◆ **What the exercise asks**: Please return the lines of the data below, word for word, from the first line through the line containing "fn task_failed(node: Node, reason: String) -> Self;".

◆ **Given data**:
== Segment start ==
// Copyright 2025 Lablup Inc. and Jeongkyu Shin
//
// Licensed under the Apache License, Version 2.0 (the "License");
// you may not use this file except in compliance with the License.
// You may obtain a copy of the License at
//
//     http://www.apache.org/licenses/LICENSE-2.0
//
// Unless required by applicable law or agreed to in writing, software
// distributed under the License is distributed on an "AS IS" BASIS,
// WITHOUT WARRANTIES OR CONDITIONS OF ANY KIND, either express or implied.
// See the License for the specific language governing permissions and
// limitations under the License.

use owo_colors::OwoColorize;
use serde::Serialize;
use std::path::PathBuf;

use crate::node::Node;
use crate::ssh::client::CommandResult;

/// Common surface of per-node results so the dispatcher can handle any of them.
pub trait NodeOutcome: Send + 'static {
    fn node(&self) -> &Node;

    fn is_success(&self) -> bool;

    /// Result recorded when the task for `node` died before producing one.
    fn task_failed(node: Node, reason: String) -> Self;

    /// One line for the live progress output.
    fn status_line(&self) -> String;
}

/// Outcome of running one command on one node.
#[derive(Debug, Clone, PartialEq, Eq, Serialize)]
pub struct ExecutionResult {
    #[serde(flatten)]
    pub node: Node,
    /// The command ran to completion, whatever its exit status.
    pub succeeded: bool,
    pub exit_code: Option<u32>,
    pub stdout: Option<String>,
    pub stderr: Option<String>,
    pub attempts: u32,
    pub error: Option<String>,
    #[serde(skip_serializing_if = "Option::is_none")]
    pub downloaded_file: Option<PathBuf>,
    #[serde(skip_serializing_if = "Option::is_none")]
    pub download_error: Option<String>,
}

impl ExecutionResult {
    pub fn completed(node: Node, output: CommandResult, attempts: u32) -> Self {
        Self {
            node,
            succeeded: true,
            exit_code: Some(output.exit_status),
            stdout: Some(output.stdout),
            stderr: Some(output.stderr),
            attempts,
            error: None,
            downloaded_file: None,
            download_error: None,
        }
    }

    pub fn failed(node: Node, attempts: u32, error: String) -> Self {
        Self {
            node,
            succeeded: false,
            exit_code: None,
            stdout: None,
            stderr: None,
            attempts,
            error: Some(error),
            downloaded_file: None,
            download_error: None,
        }
    }

    /// Trimmed stdout, `None` when the command printed nothing.
    pub fn output_text(&self) -> Option<&str> {
        self.stdout
            .as_deref()
            .map(str::trim)
            .filter(|text| !text.is_empty())
    }
}

impl NodeOutcome for ExecutionResult {
    fn node(&self) -> &Node {
        &self.node
    }

    fn is_success(&self) -> bool {
        self.succeeded
    }

    fn task_failed(node: Node, reason: String) -> Self {
        Self::failed(node, 0, reason)
    }

    fn status_line(&self) -> String {
        if !self.succeeded {
            return format!(
                "{} {}: {} {}",
                "●".red(),
                self.node.label().bold(),
                "FAIL".red(),
                self.error.as_deref().unwrap_or("unknown error").dimmed()
            );
        }

        let exit_code = self.exit_code.unwrap_or_default();
        let exit = if exit_code == 0 {
            format!("exit={exit_code}").green().to_string()
        } else {
            format!("exit={exit_code}").yellow().to_string()
        };
        let mut line = format!("{} {}: {} {}", "●".green(), self.node.label().bold(), "OK".green(), exit);
        if self.attempts > 1 {
            line.push_str(&format!(" (attempt {})", self.attempts));
        }
        if let Some(path) = &self.downloaded_file {
            line.push_str(&format!(" downloaded {}", path.display()));
        }
        if let Some(error) = &self.download_error {
            line.push_str(&format!(" {}", format!("download failed: {error}").yellow()));
        }
        line
    }
}

/// Outcome of typing one key sequence on one node.
#[derive(Debug, Clone, PartialEq, Eq, Serialize)]
pub struct SequenceResult {
    #[serde(flatten)]
    pub node: Node,
    pub action: String,
    pub succeeded: bool,
    pub attempts: u32,
    pub error: Option<String>,
}

impl NodeOutcome for SequenceResult {
    fn node(&self) -> &Node {
        &self.node
    }

    fn is_success(&self) -> bool {
        self.succeeded
    }

    fn task_failed(node: Node, reason: String) -> Self {
        Self {
            node,
            action: String::new(),
            succeeded: false,
            attempts: 0,
            error: Some(reason),
        }
    }

    fn status_line(&self) -> String {
        match &self.error {
            None => format!(
                "{} {}: {} {}",
                "●".green(),
                self.node.label().bold(),
                "OK".green(),
                format!("{} sequence sent", self.action).dimmed()
            ),
            Some(error) => format!(
                "{} {}: {} {}",
                "●".red(),
                self.node.label().bold(),
                "FAIL".red(),
                error.dimmed()
            ),
        }
    }
}
// Copyright 2025 Lablup Inc. and Jeongkyu Shin
//
// Licensed under the Apache License, Version 2.0 (the "License");
// you may not use this file except in compliance with the License.
// You may obtain a copy of the License at
//
//     http://www.apache.org/licenses/LICENSE-2.0
//
// Unless required by applicable law or agreed to in writing, software
// distributed under the License is distributed on an "AS IS" BASIS,
// WITHOUT WARRANTIES OR CONDITIONS OF ANY KIND, either express or implied.
// See the License for the specific language governing permissions and
// limitations under the License.

use thiserror::Error;

use crate::hostlist::HostlistError;

/// Problems with the run configuration, detected before any host is contacted.
#[derive(Debug, Error, PartialEq, Eq)]
pub enum ConfigError {
    #[error("no username for host '{host}': set it in the host list, with --user or SSH_USERNAME")]
    MissingUsername { host: String },

    #[error("no credentials: pass --identity, --password (or SSH_PASSWORD) or --ask-password")]
    MissingCredentials,

    #[error("invalid start time '{value}': expected YYYY-MM-DDTHH:MM[:SS]")]
    InvalidSchedule { value: String },

    #[error("invalid cutoff '{value}': expected YYYYMMDDHHMM, YYYYMMDDHH or YYYY-MM-DD HH:MM")]
    InvalidCutoff { value: String },

    #[error("{field} must be greater than zero")]
    NotPositive { field: &'static str },

    #[error("invalid duration for {field}: '{value}'")]
    InvalidDuration { field: &'static str, value: String },

    #[error("failed to load configuration file '{path}': {reason}")]
    ConfigFile { path: String, reason: String },

    #[error("failed to read script '{path}': {reason}")]
    ScriptFile { path: String, reason: String },

    #[error("failed to read password: {reason}")]
    PasswordPrompt { reason: String },

    #[error(transparent)]
    HostList(#[from] HostlistError),
}

#[cfg(test)]
mod tests {
    use super::*;

    #[test]
    fn test_display() {
        assert_eq!(
            ConfigError::NotPositive { field: "--parallel" }.to_string(),
            "--parallel must be greater than zero"
        );
        assert_eq!(
            ConfigError::InvalidSchedule {
                value: "tonight".to_string()
            }
            .to_string(),
            "invalid start time 'tonight': expected YYYY-MM-DDTHH:MM[:SS]"
        );
    }

    #[test]
    fn test_hostlist_error_is_transparent() {
        let err: ConfigError = HostlistError::EmptyAddress { line: 4 }.into();
        assert_eq!(err.to_string(), "missing host address on line 4");
    }
}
== Segment end ==
◆ **Written answer**:
// Copyright 2025 Lablup Inc. and Jeongkyu Shin
//
// Licensed under the Apache License, Version 2.0 (the "License");
// you may not use this file except in compliance with the License.
// You may obtain a copy of the License at
//
//     http://www.apache.org/licenses/LICENSE-2.0
//
// Unless required by applicable law or agreed to in writing, software
// distributed under the License is distributed on an "AS IS" BASIS,
// WITHOUT WARRANTIES OR CONDITIONS OF ANY KIND, either express or implied.
// See the License for the specific language governing permissions and
// limitations under the License.

use owo_colors::OwoColorize;
use serde::Serialize;
use std::path::PathBuf;

use crate::node::Node;
use crate::ssh::client::CommandResult;

/// Common surface of per-node results so the dispatcher can handle any of them.
pub trait NodeOutcome: Send + 'static {
    fn node(&self) -> &Node;

    fn is_success(&self) -> bool;

    /// Result recorded when the task for `node` died before producing one.
    fn task_failed(node: Node, reason: String) -> Self;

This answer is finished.